--- Entries supplied Enclosed Below ---

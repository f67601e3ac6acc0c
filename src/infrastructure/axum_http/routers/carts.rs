use std::sync::Arc;

use axum::{
    Json, Router,
    extract::{Path, Query, State},
    http::StatusCode,
    response::IntoResponse,
    routing::{delete, get, post},
};
use serde_json::json;
use uuid::Uuid;

use crate::{
    application::usecases::carts::CartUseCase,
    auth::AuthUser,
    domain::{
        repositories::{carts::CartRepository, products::ProductRepository},
        value_objects::carts::{AddCartItemModel, CartDto},
    },
    infrastructure::{
        axum_http::{
            error_responses,
            routers::{SessionQuery, resolve_cart_owner},
        },
        postgres::{
            postgres_connection::PgPool,
            repositories::{carts::CartPostgres, products::ProductPostgres},
        },
    },
};

pub fn routes(db_pool: Arc<PgPool>) -> Router {
    let cart_repository = CartPostgres::new(Arc::clone(&db_pool));
    let product_repository = ProductPostgres::new(Arc::clone(&db_pool));
    let cart_usecase = CartUseCase::new(Arc::new(cart_repository), Arc::new(product_repository));

    Router::new()
        .route("/", get(get_cart))
        .route("/add", post(add_to_cart))
        .route("/:item_id", delete(remove_from_cart))
        .with_state(Arc::new(cart_usecase))
}

pub async fn add_to_cart<C, P>(
    State(cart_usecase): State<Arc<CartUseCase<C, P>>>,
    auth: Option<AuthUser>,
    Query(session): Query<SessionQuery>,
    Json(add_cart_item_model): Json<AddCartItemModel>,
) -> impl IntoResponse
where
    C: CartRepository + Send + Sync,
    P: ProductRepository + Send + Sync,
{
    let Some(owner) = resolve_cart_owner(auth.as_ref(), session.session_id) else {
        return error_responses::usecase_error(
            StatusCode::BAD_REQUEST,
            "a session_id or an authenticated user is required",
        );
    };

    match cart_usecase.add_item(owner, add_cart_item_model).await {
        Ok(()) => Json(json!({ "message": "Item added to cart" })).into_response(),
        Err(err) => error_responses::usecase_error(err.status_code(), err),
    }
}

pub async fn get_cart<C, P>(
    State(cart_usecase): State<Arc<CartUseCase<C, P>>>,
    auth: Option<AuthUser>,
    Query(session): Query<SessionQuery>,
) -> impl IntoResponse
where
    C: CartRepository + Send + Sync,
    P: ProductRepository + Send + Sync,
{
    // No identity means an empty cart, not an error.
    let Some(owner) = resolve_cart_owner(auth.as_ref(), session.session_id) else {
        return Json(CartDto {
            items: Vec::new(),
            total: 0,
        })
        .into_response();
    };

    match cart_usecase.get_cart(owner).await {
        Ok(cart) => Json(cart).into_response(),
        Err(err) => error_responses::usecase_error(err.status_code(), err),
    }
}

pub async fn remove_from_cart<C, P>(
    State(cart_usecase): State<Arc<CartUseCase<C, P>>>,
    Path(item_id): Path<Uuid>,
) -> impl IntoResponse
where
    C: CartRepository + Send + Sync,
    P: ProductRepository + Send + Sync,
{
    match cart_usecase.remove_item(item_id).await {
        Ok(()) => Json(json!({ "message": "Item removed from cart" })).into_response(),
        Err(err) => error_responses::usecase_error(err.status_code(), err),
    }
}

--- End of Enclosed Entries supplied ---

Copy out each line of the records where the string "await" appears.

__Exercise result__:
    match cart_usecase.add_item(owner, add_cart_item_model).await {
    match cart_usecase.get_cart(owner).await {
    match cart_usecase.remove_item(item_id).await {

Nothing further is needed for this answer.